Another possible date would be 1988, when the international Toronto conference of experts called for strict, specific limits on greenhouse gas emissions. This represented a consensus (incomplete) of scientists that there was reasonable certainty that AGW was, if not beyond doubt, at least enough of a risk to warrant real action.
FWIW, I personally became convinced in the late ’90s. The last straw was evidence that GCM’s had correctly reproduced the very different conditions of ice-age tropical ocean temperature; I suppose everyone has their own personal last-straw. Bore-hole demonstrations of 20th century warming also played a role in convincing me. Although in all science,conviction should never mean more than, say, 95% sure… there’s always a remote possibility of being wrong.
[Response: Scientific consensus was already strong at the Villach conference in 1985, convened by ICSU, WMO and UNEP. Another possible date would be 1990, when in December the German parliament unanimously voted to reduce CO2-emissions by 25% by the year 2005, following a detailed parliamentary inquiry into the issue that was started in 1987. I think if you get parliamentarians of one of the major industrial nations of the world unite across party lines to back action, the evidence must have been very strong to anyone who cared to properly look at the issue. The latest possible date you could name in my view is the Rio Earth summit of 1992, where the nations of the world decided to stabilise greenhouse gas concentrations in the atmosphere and the UNFCCC was born. -stefan]
oops, my bad, “discernible” was from the 1995 IPCC report (another milestone). The 2001 report more definitely declared that “most of the observed warming over the last 50 years is likely to have been due to the increase in greenhouse gas concentrations” where “likely” falls only a little short of reasonable certainty.
Thanks Stefan for that news.
A triumph for science, not so good news for humans and the planet.
But I guess that is the issue. The message is negative and that goes against the grain for many humans.
Excellent post on an excellent paper. I’m surprised this paper isn’t the standard response to the denier “point” that global cooling was imminent according to scientists in the mid 70s.
5 Ben said, “I have a PDF of it, which begins “The amount of carbon dioxide in the air will double by the year 2080 and raise the temperature an average of at least 4 per cent…” ”
That’s quite a trick. Assuming they meant “degrees F” they were quite accurate for 57 years ago.
Good article. I recall Richard Alley in his book “Two Mile Time Machine” mentioning that if you’re a climate scientist, and you think you have a good idea, chances are Broecker already got to it first. He has done extraordinary work and this paper is no exception.
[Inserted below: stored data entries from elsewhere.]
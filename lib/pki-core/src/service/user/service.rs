use shared_types::{SerialNumber, UserId};

use super::UserService;
use crate::model::user::{AssignCertificateRequest, User};
use crate::service::error::{ApiResponseExt, ServiceError};

impl UserService {
    /// Users eligible to hold CA certificates
    pub async fn get_ca_users(&self) -> Result<Vec<User>, ServiceError> {
        Ok(self
            .client
            .get(&self.endpoints.url("/users/ca"))
            .send()
            .await?
            .api_error_for_status()?
            .json()?)
    }

    /// Returns the backend's plain text confirmation
    pub async fn assign(
        &self,
        serial_number: &SerialNumber,
        user_id: UserId,
    ) -> Result<String, ServiceError> {
        let request = AssignCertificateRequest {
            serial_number: serial_number.to_owned(),
            user_id,
        };

        let confirmation = self
            .client
            .put(&self.endpoints.url("/users/assignment"))
            .json(&request)?
            .send()
            .await?
            .api_error_for_status()?
            .text();

        tracing::info!(%serial_number, %user_id, "Certificate assigned");
        Ok(confirmation)
    }
}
In response to John Reisman (14), Arrhenius was not interested in anthropogenic global warming. He did do the first quantitative outlook of the effects of CO2 changes on global temperature (of which he got very lucky in being close to modern estimates), but his target was largely to examine the coming and going of ice ages.
If you want to go back and extend the “birthday of global warming” Callendar is probably the first person to look at.
Thanks Chris, I seem to recall something about Arrhenius saying if humans increase CO2 it would be great because we don’t want to go into another ice age. It might have been from Spencers work, but I will have to dig around.
Yes, Callendar was on top of this. I think as early as 1924 or 26?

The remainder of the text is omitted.